- Born: Chennai, Tamil Nadu, India
- Occupations: Cinematographer, Film producer
- Years active: 2008–present

= Manoj Paramahamsa =

Indian cinematographer

Manoj Paramahamsa is an Indian cinematographer, who has worked in Tamil, Telugu and Malayalam films.He have done 25 films cinematography. His notable works include Eeram (2009), Ye Maaya Chesave (2010), Nanban (2012), Race Gurram (2014), Radhe Shyam (2022), and Leo (2023).

==Career==
He was born in Chennai, Tamil Nadu. His father U. V. Babu, has directed more than half-a-dozen films in Telugu and Paramahamsa has said that "he was the one who wanted me to become a cinematographer". He would accompany his father to shoots and said that he was "fascinated by cinematography, the mystery of the camera and lights".
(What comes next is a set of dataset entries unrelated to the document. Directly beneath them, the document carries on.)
//! Game mechanics: verdicts, step deductions, accuracy ratings.

use serde::{Deserialize, Serialize};

use crate::challenge::Challenge;

/// Steps every session starts with.
pub const STARTING_STEPS: i32 = 1000;

/// Number of slots in a shuffled challenge order.
pub const ORDER_SLOTS: usize = 5;

/// Every round divisible by this serves a feature challenge.
pub const FEATURE_CADENCE: u32 = 3;

/// At or below this many steps the display flags the pool as low.
pub const LOW_STEPS_THRESHOLD: i32 = 100;

/// Steps spent per ending tier.
pub const ENDING_STEP_BAND: u32 = 200;

/// Steps spent per archetype tier.
pub const ARCHETYPE_STEP_BAND: u32 = 300;

/// Outcome class of a single answer.
#[derive(Debug, Clone, Copy, PartialEq, Eq, Hash, Serialize, Deserialize)]
#[serde(rename_all = "lowercase")]
pub enum Verdict {
    Correct,
    /// Wrong, but listed as a near miss.
    Close,
    Wrong,
}

impl Verdict {
    /// Banner text shown on the resolution screen.
    pub fn banner(&self) -> &'static str {
        match self {
            Verdict::Correct => "KILO-CORRECT!",
            Verdict::Close => "KILO-CLOSE!",
            Verdict::Wrong => "KILO-MISS",
        }
    }
}

/// Classify `selected` against a challenge.
pub fn judge(challenge: &Challenge, selected: usize) -> Verdict {
    if challenge.is_correct(selected) {
        Verdict::Correct
    } else if challenge.is_close(selected) {
        Verdict::Close
    } else {
        Verdict::Wrong
    }
}

/// Steps deducted per verdict.
#[derive(Debug, Clone, Copy, PartialEq, Eq, Serialize, Deserialize)]
pub struct ScoreTable {
    pub correct: u32,
    pub close: u32,
    pub wrong: u32,
}

impl Default for ScoreTable {
    fn default() -> Self {
        Self::standard()
    }
}

impl ScoreTable {
    /// 100 / 250 / 500.
    pub const fn standard() -> Self {
        Self {
            correct: 100,
            close: 250,
            wrong: 500,
        }
    }

    /// 10 / 25 / 50, for long sessions.
    pub const fn gentle() -> Self {
        Self {
            correct: 10,
            close: 25,
            wrong: 50,
        }
    }

    /// Steps deducted for a verdict.
    pub fn deduction(&self, verdict: Verdict) -> u32 {
        match verdict {
            Verdict::Correct => self.correct,
            Verdict::Close => self.close,
            Verdict::Wrong => self.wrong,
        }
    }

    /// Costs must not reward a worse answer, and a miss must cost something.
    pub fn is_valid(&self) -> bool {
        self.correct <= self.close && self.close <= self.wrong && self.wrong > 0
    }
}

/// Accuracy bracket shown under the accuracy percentage.
#[derive(Debug, Clone, Copy, PartialEq, Eq, Serialize, Deserialize)]
pub enum AccuracyRating {
    /// 80% and up.
    EliteEstimator,
    /// 60-79%.
    SolidGuesser,
    /// 40-59%.
    LearningWarrior,
    Survivor,
}

impl AccuracyRating {
    /// Rating for a whole-number accuracy percentage.
    pub fn from_percent(percent: u32) -> Self {
        match percent {
            80.. => AccuracyRating::EliteEstimator,
            60..=79 => AccuracyRating::SolidGuesser,
            40..=59 => AccuracyRating::LearningWarrior,
            _ => AccuracyRating::Survivor,
        }
    }

    pub fn label(&self) -> &'static str {
        match self {
            AccuracyRating::EliteEstimator => "Elite Estimator",
            AccuracyRating::SolidGuesser => "Solid Guesser",
            AccuracyRating::LearningWarrior => "Learning Warrior",
            AccuracyRating::Survivor => "Survivor",
        }
    }
}

impl std::fmt::Display for AccuracyRating {
    fn fmt(&self, f: &mut std::fmt::Formatter<'_>) -> std::fmt::Result {
        write!(f, "{}", self.label())
    }
}
//! The quest state machine.
//!
//! ```text
//! NotStarted --start--> InRound --select--> Answering --settle--> Resolved --continue--> InRound
//!                                                          \
//!                                                           +--(steps <= 0)--> Ended
//! any --restart--> NotStarted            Ended --replay--> InRound
//! ```
//!
//! `answer` is `select` followed immediately by `settle`. Front ends that
//! play a transition between the two keep the machine in `Answering`,
//! which rejects a second answer.

mod resolution;

pub use resolution::*;

use chrono::{DateTime, Utc};
use quest_rules::{judge, Challenge, Genre, QuestConfig};
use rand::Rng;
use serde::{Deserialize, Serialize};
use thiserror::Error;
use tracing::{debug, info};

use crate::ending::EndingSummary;
use crate::events::QuestEvent;
use crate::selection::ChallengeSelector;
use crate::session::Session;

/// Errors raised by transitions requested from the wrong phase.
#[derive(Debug, Error, PartialEq, Eq)]
pub enum QuestError {
    #[error("no quest in progress")]
    NotStarted,
    #[error("a quest is already in progress")]
    AlreadyStarted,
    #[error("an answer is already being resolved")]
    AnswerPending,
    #[error("not waiting for an answer")]
    NotAwaitingAnswer,
    #[error("option {index} is out of range for {len} options")]
    OptionOutOfRange { index: usize, len: usize },
    #[error("no answer to settle")]
    NothingToSettle,
    #[error("the current challenge has not been resolved")]
    NotResolved,
    #[error("the quest is over")]
    QuestOver,
    #[error("the quest has not ended")]
    NotEnded,
}

/// Where the machine currently is.
#[derive(Debug, Clone, Copy, PartialEq, Eq, Hash, Serialize, Deserialize)]
pub enum Phase {
    /// Waiting for a genre.
    NotStarted,
    /// A challenge is on screen.
    InRound,
    /// An option was chosen; its resolution has not been applied yet.
    Answering,
    /// The resolution is on screen.
    Resolved,
    /// The step pool ran dry.
    Ended,
}

/// Drives one quest at a time from genre selection to ending.
#[derive(Debug, Clone)]
pub struct QuestMachine {
    config: QuestConfig,
    selector: ChallengeSelector,
    phase: Phase,
    session: Option<Session>,
    challenge: Option<Challenge>,
    pending: Option<usize>,
    resolution: Option<Resolution>,
    events: Vec<QuestEvent>,
}

impl QuestMachine {
    /// Create a machine with the given configuration.
    pub fn new(config: QuestConfig) -> Self {
        let selector = ChallengeSelector::new(config.selection);
        Self {
            config,
            selector,
            phase: Phase::NotStarted,
            session: None,
            challenge: None,
            pending: None,
            resolution: None,
            events: Vec::new(),
        }
    }

    /// Create a machine with default configuration.
    pub fn with_defaults() -> Self {
        Self::new(QuestConfig::default())
    }

    pub fn config(&self) -> &QuestConfig {
        &self.config
    }

    pub fn phase(&self) -> Phase {
        self.phase
    }

    pub fn session(&self) -> Option<&Session> {
        self.session.as_ref()
    }

    /// The challenge on screen, kept through resolution.
    pub fn challenge(&self) -> Option<&Challenge> {
        self.challenge.as_ref()
    }

    /// The last resolution, kept through the ending.
    pub fn resolution(&self) -> Option<&Resolution> {
        self.resolution.as_ref()
    }

    /// Genre of the running session.
    pub fn genre(&self) -> Option<Genre> {
        self.session.as_ref().map(|s| s.genre)
    }

    /// Take every event emitted since the last drain.
    pub fn drain_events(&mut self) -> Vec<QuestEvent> {
        std::mem::take(&mut self.events)
    }

    /// Begin a session in `genre` and serve the first challenge.
    pub fn start<R: Rng + ?Sized>(
        &mut self,
        genre: Genre,
        rng: &mut R,
    ) -> Result<&Challenge, QuestError> {
        if self.phase != Phase::NotStarted {
            return Err(QuestError::AlreadyStarted);
        }

        let session = Session::new(genre, self.config.starting_steps, rng);
        info!(session = %session.id, %genre, order = ?session.challenge_order, "quest started");
        self.events.push(QuestEvent::SessionStarted {
            session: session.id,
            genre,
        });
        self.session = Some(session);
        self.serve_challenge()
    }

    /// Lock in an answer. The resolution is applied by [`settle`](Self::settle).
    pub fn select(&mut self, index: usize) -> Result<(), QuestError> {
        match self.phase {
            Phase::InRound => {}
            Phase::Answering => return Err(QuestError::AnswerPending),
            Phase::NotStarted => return Err(QuestError::NotStarted),
            Phase::Resolved => return Err(QuestError::NotAwaitingAnswer),
            Phase::Ended => return Err(QuestError::QuestOver),
        }

        let (session, challenge) = self.active()?;
        let len = challenge.options.len();
        if index >= len {
            return Err(QuestError::OptionOutOfRange { index, len });
        }

        let event = QuestEvent::AnswerLocked {
            session: session.id,
            round: session.round,
            selected: index,
        };
        self.events.push(event);
        self.pending = Some(index);
        self.phase = Phase::Answering;
        Ok(())
    }

    /// Apply the locked answer: score it, update the session, and decide
    /// whether the quest continues.
    pub fn settle(&mut self) -> Result<&Resolution, QuestError> {
        if self.phase != Phase::Answering {
            return Err(QuestError::NothingToSettle);
        }
        let selected = self.pending.take().ok_or(QuestError::NothingToSettle)?;

        let table = self.config.score_table;
        let session = self.session.as_mut().ok_or(QuestError::NotStarted)?;
        let challenge = self.challenge.as_ref().ok_or(QuestError::NotStarted)?;

        let verdict = judge(challenge, selected);
        let deduction = table.deduction(verdict);
        let resolution = Resolution::new(challenge, selected, verdict, deduction, session.steps);
        session.record_answer(verdict, deduction);

        debug!(
            session = %session.id,
            round = session.round,
            ?verdict,
            deduction,
            steps = session.steps,
            "answer resolved"
        );
        self.events.push(QuestEvent::AnswerResolved {
            session: session.id,
            round: session.round,
            verdict,
            deducted: deduction,
            steps_left: session.steps,
        });

        if session.is_exhausted() {
            info!(
                session = %session.id,
                rounds = session.round,
                spent = session.steps_spent,
                "quest ended"
            );
            self.events.push(QuestEvent::QuestEnded {
                session: session.id,
                rounds: session.round,
                steps_spent: session.steps_spent,
            });
            self.phase = Phase::Ended;
        } else {
            self.phase = Phase::Resolved;
        }

        Ok(self.resolution.insert(resolution))
    }

    /// Select and settle in one step.
    pub fn answer(&mut self, index: usize) -> Result<&Resolution, QuestError> {
        self.select(index)?;
        self.settle()
    }

    /// Leave the resolution screen and serve the next round's challenge.
    pub fn continue_quest(&mut self) -> Result<&Challenge, QuestError> {
        match self.phase {
            Phase::Resolved => {}
            Phase::NotStarted => return Err(QuestError::NotStarted),
            Phase::Ended => return Err(QuestError::QuestOver),
            Phase::InRound | Phase::Answering => return Err(QuestError::NotResolved),
        }

        self.session
            .as_mut()
            .ok_or(QuestError::NotStarted)?
            .advance_round();
        self.resolution = None;
        self.serve_challenge()
    }

    /// Drop the session and go back to genre selection.
    pub fn restart(&mut self) {
        let previous = self.session.take().map(|s| s.id);
        if let Some(id) = previous {
            info!(session = %id, "quest reset");
        }
        self.events.push(QuestEvent::SessionCleared { session: previous });
        self.challenge = None;
        self.pending = None;
        self.resolution = None;
        self.phase = Phase::NotStarted;
    }

    /// Start a fresh session in the genre that just ended.
    pub fn replay<R: Rng + ?Sized>(&mut self, rng: &mut R) -> Result<&Challenge, QuestError> {
        if self.phase != Phase::Ended {
            return Err(QuestError::NotEnded);
        }
        let genre = self.genre().ok_or(QuestError::NotStarted)?;
        self.restart();
        self.start(genre, rng)
    }

    /// The ending screen, available once the quest has ended.
    pub fn ending(&self, now: DateTime<Utc>) -> Result<EndingSummary, QuestError> {
        if self.phase != Phase::Ended {
            return Err(QuestError::NotEnded);
        }
        let session = self.session.as_ref().ok_or(QuestError::NotStarted)?;
        Ok(EndingSummary::derive(session, now))
    }

    fn active(&self) -> Result<(&Session, &Challenge), QuestError> {
        match (&self.session, &self.challenge) {
            (Some(session), Some(challenge)) => Ok((session, challenge)),
            _ => Err(QuestError::NotStarted),
        }
    }

    fn serve_challenge(&mut self) -> Result<&Challenge, QuestError> {
        let session = self.session.as_mut().ok_or(QuestError::NotStarted)?;
        let challenge = self.selector.next_challenge(session);

        self.events.push(QuestEvent::ChallengeServed {
            session: session.id,
            round: session.round,
            key: challenge.key.clone(),
            category: challenge.category,
        });
        self.phase = Phase::InRound;
        Ok(self.challenge.insert(challenge))
    }
}

impl Default for QuestMachine {
    fn default() -> Self {
        Self::with_defaults()
    }
}
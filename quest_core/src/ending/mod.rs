//! Ending derivation - turns a finished session into its ending screen.
//!
//! The ending and archetype are pure lookups keyed by steps spent, so the
//! same session always earns the same result.

mod achievements;

pub use achievements::*;

use chrono::{DateTime, Utc};
use quest_rules::{
    AccuracyRating, Archetype, Genre, StatsLabels, ARCHETYPE_STEP_BAND, ENDING_STEP_BAND,
};
use serde::Serialize;

use crate::session::{Session, SessionId, Tally};

/// Index into a genre's endings for the given spend.
pub fn ending_index(steps_spent: u32, endings: usize) -> usize {
    ((steps_spent / ENDING_STEP_BAND) as usize).min(endings.saturating_sub(1))
}

/// Index into a genre's archetypes for the given spend.
pub fn archetype_index(steps_spent: u32, archetypes: usize) -> usize {
    ((steps_spent / ARCHETYPE_STEP_BAND) as usize).min(archetypes.saturating_sub(1))
}

/// "2m 5s", or "42s" under a minute.
pub fn format_elapsed(secs: u64) -> String {
    let minutes = secs / 60;
    let seconds = secs % 60;
    if minutes > 0 {
        format!("{}m {}s", minutes, seconds)
    } else {
        format!("{}s", seconds)
    }
}

/// Everything the ending screen shows.
#[derive(Debug, Clone, Serialize)]
pub struct EndingSummary {
    pub session: SessionId,
    pub genre: Genre,
    pub rounds: u32,
    pub steps_spent: u32,
    pub tally: Tally,
    pub stats_labels: StatsLabels,

    pub ending_index: usize,
    pub ending: &'static str,
    pub archetype_index: usize,
    pub archetype: Archetype,

    pub accuracy: f64,
    pub accuracy_percent: u32,
    pub rating: AccuracyRating,

    pub elapsed_secs: u64,
    pub elapsed_label: String,
    pub average_spent_per_round: u32,

    pub achievements: Vec<Achievement>,
    pub final_message: &'static str,
}

impl EndingSummary {
    /// Derive the ending for `session` as of `now`.
    pub fn derive(session: &Session, now: DateTime<Utc>) -> Self {
        let profile = session.genre.profile();

        let ending_index = ending_index(session.steps_spent, profile.endings.len());
        let archetype_index = archetype_index(session.steps_spent, profile.archetypes.len());

        let accuracy_percent = session.tally.accuracy_percent();
        let elapsed_secs = session.elapsed_secs(now);
        let average_spent_per_round = if session.round > 0 {
            (session.steps_spent as f64 / session.round as f64).round() as u32
        } else {
            0
        };

        let run = RunStats {
            accuracy_percent,
            elapsed_secs,
            average_spent_per_round,
            correct: session.tally.correct,
            rounds: session.round,
        };

        Self {
            session: session.id,
            genre: session.genre,
            rounds: session.round,
            steps_spent: session.steps_spent,
            tally: session.tally,
            stats_labels: profile.stats_labels,
            ending_index,
            ending: profile.ending(ending_index),
            archetype_index,
            archetype: *profile.archetype(archetype_index),
            accuracy: session.tally.accuracy(),
            accuracy_percent,
            rating: AccuracyRating::from_percent(accuracy_percent),
            elapsed_secs,
            elapsed_label: format_elapsed(elapsed_secs),
            average_spent_per_round,
            achievements: award_achievements(&run),
            final_message: profile.final_message,
        }
    }

    /// Number of achievements earned.
    pub fn earned_count(&self) -> usize {
        self.achievements.iter().filter(|a| a.earned).count()
    }
}
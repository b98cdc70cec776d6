//! Terminal front end for KiloQuest.

use std::fs;
use std::io::{self, BufRead, Write};
use std::path::PathBuf;
use std::process::{Command, Stdio};
use std::thread;
use std::time::Duration;

use anyhow::{Context, Result};
use chrono::Utc;
use clap::Parser;
use quest_core::{
    copy_with_fallback, CopyOutcome, CopyTarget, EndingSummary, Phase, QuestMachine, Resolution,
    ShareCard, StepCounter, StepGauge, MANUAL_COPY_NOTICE,
};
use quest_rules::{Challenge, Genre, QuestConfig, Verdict};
use rand::rngs::StdRng;
use rand::SeedableRng;
use tracing::info;
use tracing_subscriber::EnvFilter;

/// You have a thousand steps. Every guess tests your kilo-wisdom.
#[derive(Debug, Parser)]
#[command(name = "kiloquest", version, about)]
struct Args {
    /// Skip the menu and start in this genre (fantasy, scifi, mystery, apocalyptic).
    #[arg(long, value_parser = parse_genre)]
    genre: Option<Genre>,

    /// Seed for the challenge order shuffle.
    #[arg(long)]
    seed: Option<u64>,

    /// TOML file overriding the default rules.
    #[arg(long)]
    config: Option<PathBuf>,

    /// Skip the answer delay and the counting animation.
    #[arg(long)]
    no_delay: bool,

    /// Also print the ending summary as JSON.
    #[arg(long)]
    json: bool,
}

fn parse_genre(s: &str) -> Result<Genre, String> {
    s.parse().map_err(|e: quest_rules::RulesError| e.to_string())
}

fn main() -> Result<()> {
    tracing_subscriber::fmt()
        .with_env_filter(
            EnvFilter::try_from_default_env().unwrap_or_else(|_| EnvFilter::new("warn")),
        )
        .with_writer(io::stderr)
        .init();

    let args = Args::parse();

    let config = match &args.config {
        Some(path) => QuestConfig::load(path)
            .with_context(|| format!("loading config from {}", path.display()))?,
        None => QuestConfig::default(),
    };
    info!(?config, "configuration loaded");

    let rng = match args.seed {
        Some(seed) => StdRng::seed_from_u64(seed),
        None => StdRng::from_entropy(),
    };

    let stdin = io::stdin();
    let stdout = io::stdout();
    let mut game = Terminal {
        machine: QuestMachine::new(config),
        rng,
        input: stdin.lock(),
        out: stdout.lock(),
        no_delay: args.no_delay,
        json: args.json,
        preset_genre: args.genre,
        clipboard: SystemClipboard::default(),
    };
    game.run()
}

struct Terminal<R, W> {
    machine: QuestMachine,
    rng: StdRng,
    input: R,
    out: W,
    no_delay: bool,
    json: bool,
    preset_genre: Option<Genre>,
    clipboard: SystemClipboard,
}

impl<R: BufRead, W: Write> Terminal<R, W> {
    fn run(&mut self) -> Result<()> {
        loop {
            let keep_going = match self.machine.phase() {
                Phase::NotStarted => self.choose_genre()?,
                Phase::InRound => self.play_round()?,
                Phase::Answering => {
                    self.machine.settle()?;
                    true
                }
                Phase::Resolved => self.show_resolution()?,
                Phase::Ended => self.show_ending()?,
            };
            if !keep_going {
                writeln!(self.out, "Farewell, kilo-traveler.")?;
                self.out.flush()?;
                return Ok(());
            }
        }
    }

    /// Read one trimmed line; `None` on end of input.
    fn prompt(&mut self, label: &str) -> Result<Option<String>> {
        write!(self.out, "{} ", label)?;
        self.out.flush()?;
        let mut line = String::new();
        if self.input.read_line(&mut line)? == 0 {
            return Ok(None);
        }
        Ok(Some(line.trim().to_string()))
    }

    fn pause(&self, millis: u64) {
        if !self.no_delay && millis > 0 {
            thread::sleep(Duration::from_millis(millis));
        }
    }

    fn choose_genre(&mut self) -> Result<bool> {
        let genre = match self.preset_genre.take() {
            Some(genre) => genre,
            None => {
                writeln!(self.out)?;
                writeln!(self.out, "=== KILO SYSTEM v1.0 :: KiloQuest, KiloGuess Edition ===")?;
                writeln!(self.out, "You have a thousand steps. Every guess tests your kilo-wisdom.")?;
                writeln!(self.out)?;
                writeln!(self.out, "Select your quest genre:")?;
                for (i, genre) in Genre::ALL.iter().enumerate() {
                    writeln!(self.out, "  {}) {}", i + 1, genre.display_name())?;
                }
                loop {
                    let Some(choice) = self.prompt("genre [1-4, q]>")? else {
                        return Ok(false);
                    };
                    if choice.eq_ignore_ascii_case("q") {
                        return Ok(false);
                    }
                    let picked = choice
                        .parse::<usize>()
                        .ok()
                        .and_then(|n| n.checked_sub(1))
                        .and_then(|i| Genre::ALL.get(i).copied())
                        .or_else(|| choice.parse().ok());
                    match picked {
                        Some(genre) => break genre,
                        None => writeln!(self.out, "Unknown genre '{}'.", choice)?,
                    }
                }
            }
        };

        self.machine.start(genre, &mut self.rng)?;
        self.show_opening(genre)?;
        Ok(true)
    }

    fn show_opening(&mut self, genre: Genre) -> Result<()> {
        writeln!(self.out)?;
        writeln!(self.out, "{}", genre.profile().opening_story)?;
        Ok(())
    }

    fn play_round(&mut self) -> Result<bool> {
        let (session, challenge) = match (self.machine.session(), self.machine.challenge()) {
            (Some(session), Some(challenge)) => (session.clone(), challenge.clone()),
            _ => return Ok(true),
        };
        let config = self.machine.config().clone();
        let gauge = StepGauge::new(session.steps, config.starting_steps);

        writeln!(self.out)?;
        writeln!(
            self.out,
            "Kilo-Round #{}  {}  steps left: {}{}  spent: {}",
            session.round,
            gauge.render_segments(),
            session.steps,
            if gauge.is_low() { " (low!)" } else { "" },
            session.steps_spent
        )?;
        writeln!(self.out)?;
        writeln!(self.out, "{}", challenge.story)?;
        writeln!(self.out)?;
        write_challenge(&mut self.out, &challenge)?;
        writeln!(
            self.out,
            "Kilo-Correct: -{}  Kilo-Close: -{}  Kilo-Wrong: -{}",
            config.score_table.correct, config.score_table.close, config.score_table.wrong
        )?;

        loop {
            let Some(choice) = self.prompt("answer [A-D, q]>")? else {
                return Ok(false);
            };
            if choice.eq_ignore_ascii_case("q") {
                return Ok(false);
            }
            let Some(index) = parse_option(&choice) else {
                writeln!(self.out, "Pick one of A, B, C, D.")?;
                continue;
            };
            match self.machine.select(index) {
                Ok(()) => break,
                Err(e) => writeln!(self.out, "{}", e)?,
            }
        }

        self.pause(config.answer_delay_ms);
        let resolution = self.machine.settle()?.clone();
        self.animate(&resolution, &config)?;
        Ok(true)
    }

    fn animate(&mut self, resolution: &Resolution, config: &QuestConfig) -> Result<()> {
        if self.no_delay {
            return Ok(());
        }
        for frame in StepCounter::new(resolution.steps_before, resolution.steps_after, &config.animation) {
            write!(self.out, "\rsteps: {:>5}", frame)?;
            self.out.flush()?;
            thread::sleep(Duration::from_millis(config.animation.tick_ms));
        }
        writeln!(self.out)?;
        Ok(())
    }

    fn show_resolution(&mut self) -> Result<bool> {
        if let Some(resolution) = self.machine.resolution() {
            write_resolution(&mut self.out, resolution)?;
        }
        let Some(choice) = self.prompt("[enter] continue kilo-quest, q to quit>")? else {
            return Ok(false);
        };
        if choice.eq_ignore_ascii_case("q") {
            return Ok(false);
        }
        self.machine.continue_quest()?;
        Ok(true)
    }

    fn show_ending(&mut self) -> Result<bool> {
        if let Some(resolution) = self.machine.resolution() {
            write_resolution(&mut self.out, resolution)?;
        }
        let summary = self.machine.ending(Utc::now())?;
        write_ending(&mut self.out, &summary)?;
        if self.json {
            writeln!(self.out, "{}", serde_json::to_string_pretty(&summary)?)?;
        }

        loop {
            let Some(choice) = self.prompt("[p]lay again, [c]opy result, [r]estart, [q]uit>")? else {
                return Ok(false);
            };
            match choice.to_ascii_lowercase().as_str() {
                "p" => {
                    self.machine.replay(&mut self.rng)?;
                    self.show_opening(summary.genre)?;
                    return Ok(true);
                }
                "r" => {
                    self.machine.restart();
                    return Ok(true);
                }
                "c" => self.share(&summary)?,
                "q" => return Ok(false),
                _ => writeln!(self.out, "Unknown choice '{}'.", choice)?,
            }
        }
    }

    fn share(&mut self, summary: &EndingSummary) -> Result<()> {
        let card = ShareCard::from_summary(summary);
        let payload = card.payload();
        let mut fallback = FileDrop {
            path: PathBuf::from("kiloquest-result.txt"),
        };

        match copy_with_fallback(&mut self.clipboard, &mut fallback, &payload) {
            Ok(CopyOutcome::Primary) => writeln!(self.out, "Copied!")?,
            Ok(CopyOutcome::Fallback) => {
                writeln!(self.out, "Saved to {} for copying.", fallback.path.display())?
            }
            Err(e) => {
                info!(error = %e, "share copy failed");
                writeln!(self.out)?;
                writeln!(self.out, "{}", MANUAL_COPY_NOTICE)?;
                writeln!(self.out, "{}", payload)?;
                self.prompt("[enter] to dismiss>")?;
            }
        }
        Ok(())
    }
}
Educated at the M.G.R. Government Film and Television Training Institute of Tamil Nadu in Chennai, he received his early training from the cinematographer S. Saravanan. Paramahamsa started his career by assisting in films such as Pammal K. Sambandam, Arasatchi, Priyamana Thozhi, Madhurey, Thirupaachi and Thirupathi, as well as other films in Telugu, Malayalam and Tamil, before becoming independent. He assisted him for seven years.

Paramahamsa's debut film was Eeram directed by Arivazhagan, and produced by noted director S. Shankar under his banner S Pictures. He received wide critical praise for his work in the film. Sify wrote, "it is Manoj Paramahamsa's camera which is the real hero of the film. As a cameraman he is able to give the entire film the hazy blue look using Cyan color by the removal of red from white light for the first time in Tamil cinema, creating the eerie atmosphere and stillness against the continuous beating of the rains". Similarly, Rediff wrote, "Manoj Paramahamsa's camerawork is refreshing: somber and serious, with rain always threatening in some form in the present; normal and sunny in the Trichy flashback sequences".

In 2010, he worked on Gautham Vasudev Menon's romance film Vinnaithaandi Varuvaayaa and its Telugu remake Ye Maaya Chesave, winning the Filmfare Award for Best Cinematographer - South for the latter. He also handled cinematography for Menon's psychological thriller, Nadunisi Naaygal starring Sameera Reddy. He worked in the remake of 3 Idiots in Tamil, Nanban, which was directed by S. Shankar.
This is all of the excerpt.